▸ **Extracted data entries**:
☆ ☆ ☆
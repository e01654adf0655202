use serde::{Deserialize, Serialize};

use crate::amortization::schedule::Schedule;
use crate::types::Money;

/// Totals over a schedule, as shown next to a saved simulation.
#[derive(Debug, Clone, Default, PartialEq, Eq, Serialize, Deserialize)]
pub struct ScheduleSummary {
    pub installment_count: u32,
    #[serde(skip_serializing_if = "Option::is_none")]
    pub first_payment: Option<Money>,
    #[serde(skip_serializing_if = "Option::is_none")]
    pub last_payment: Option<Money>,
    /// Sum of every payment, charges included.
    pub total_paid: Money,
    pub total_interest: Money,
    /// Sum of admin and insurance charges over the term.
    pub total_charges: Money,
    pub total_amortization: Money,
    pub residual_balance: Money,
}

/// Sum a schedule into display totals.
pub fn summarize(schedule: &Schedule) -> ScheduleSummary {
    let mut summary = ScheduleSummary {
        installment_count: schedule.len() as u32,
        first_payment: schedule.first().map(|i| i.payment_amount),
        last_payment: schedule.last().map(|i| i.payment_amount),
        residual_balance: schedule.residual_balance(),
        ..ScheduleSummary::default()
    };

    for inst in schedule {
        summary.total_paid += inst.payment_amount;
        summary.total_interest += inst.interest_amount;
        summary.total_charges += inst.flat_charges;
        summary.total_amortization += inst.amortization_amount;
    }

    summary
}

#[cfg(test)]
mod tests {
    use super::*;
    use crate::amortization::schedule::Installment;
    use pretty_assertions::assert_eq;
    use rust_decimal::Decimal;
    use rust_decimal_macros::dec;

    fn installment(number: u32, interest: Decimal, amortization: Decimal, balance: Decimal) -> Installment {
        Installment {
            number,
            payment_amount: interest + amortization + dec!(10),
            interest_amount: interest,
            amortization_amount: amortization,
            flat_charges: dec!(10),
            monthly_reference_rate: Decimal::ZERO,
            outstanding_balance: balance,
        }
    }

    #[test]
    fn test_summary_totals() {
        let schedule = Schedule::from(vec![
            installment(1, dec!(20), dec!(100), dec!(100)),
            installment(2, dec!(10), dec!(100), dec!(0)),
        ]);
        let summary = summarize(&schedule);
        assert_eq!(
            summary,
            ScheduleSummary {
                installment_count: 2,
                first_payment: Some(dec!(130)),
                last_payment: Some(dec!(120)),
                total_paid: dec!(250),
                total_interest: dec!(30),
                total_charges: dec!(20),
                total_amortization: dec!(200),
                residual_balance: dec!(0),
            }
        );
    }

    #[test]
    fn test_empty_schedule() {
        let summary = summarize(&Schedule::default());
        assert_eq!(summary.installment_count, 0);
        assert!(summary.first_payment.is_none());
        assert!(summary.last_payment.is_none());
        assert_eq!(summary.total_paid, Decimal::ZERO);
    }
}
☆ ☆ ☆
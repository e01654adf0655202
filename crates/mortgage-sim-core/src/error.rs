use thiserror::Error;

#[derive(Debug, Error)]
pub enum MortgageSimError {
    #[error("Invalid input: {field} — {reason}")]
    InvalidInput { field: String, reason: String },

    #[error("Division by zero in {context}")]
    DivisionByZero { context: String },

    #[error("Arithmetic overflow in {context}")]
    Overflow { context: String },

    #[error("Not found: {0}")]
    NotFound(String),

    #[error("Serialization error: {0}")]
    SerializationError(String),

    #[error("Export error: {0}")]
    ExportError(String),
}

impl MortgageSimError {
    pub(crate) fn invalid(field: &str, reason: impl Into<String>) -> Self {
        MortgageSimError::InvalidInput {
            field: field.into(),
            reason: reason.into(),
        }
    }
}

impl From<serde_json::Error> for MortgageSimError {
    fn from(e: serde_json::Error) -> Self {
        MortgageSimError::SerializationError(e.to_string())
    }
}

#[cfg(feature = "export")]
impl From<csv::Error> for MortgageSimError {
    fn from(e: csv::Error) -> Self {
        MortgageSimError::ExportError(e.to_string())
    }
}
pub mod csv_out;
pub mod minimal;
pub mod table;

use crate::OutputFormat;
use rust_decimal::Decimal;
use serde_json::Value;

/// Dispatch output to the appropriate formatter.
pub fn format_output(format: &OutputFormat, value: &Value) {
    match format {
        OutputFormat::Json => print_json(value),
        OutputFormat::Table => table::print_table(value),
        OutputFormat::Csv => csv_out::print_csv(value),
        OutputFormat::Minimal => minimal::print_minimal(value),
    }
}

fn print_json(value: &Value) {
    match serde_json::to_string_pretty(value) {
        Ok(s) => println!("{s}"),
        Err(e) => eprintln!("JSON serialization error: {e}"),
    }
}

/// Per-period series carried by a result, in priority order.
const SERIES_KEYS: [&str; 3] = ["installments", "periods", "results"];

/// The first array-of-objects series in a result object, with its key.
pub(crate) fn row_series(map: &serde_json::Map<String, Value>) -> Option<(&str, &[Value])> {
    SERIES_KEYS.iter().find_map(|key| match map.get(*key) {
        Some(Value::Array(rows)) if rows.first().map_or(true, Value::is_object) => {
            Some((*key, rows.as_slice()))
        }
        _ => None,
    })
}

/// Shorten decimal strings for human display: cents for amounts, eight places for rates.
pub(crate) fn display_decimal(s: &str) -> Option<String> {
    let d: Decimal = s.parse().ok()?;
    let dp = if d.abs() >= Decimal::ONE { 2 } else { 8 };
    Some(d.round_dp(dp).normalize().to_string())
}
☆ ☆ ☆
▸ **Task goal**: In the records above, find each line with the string "ScheduleSummary" and list it.

▸ **Result of this task**:
pub struct ScheduleSummary {
pub fn summarize(schedule: &Schedule) -> ScheduleSummary {
    let mut summary = ScheduleSummary {
        ..ScheduleSummary::default()
            ScheduleSummary {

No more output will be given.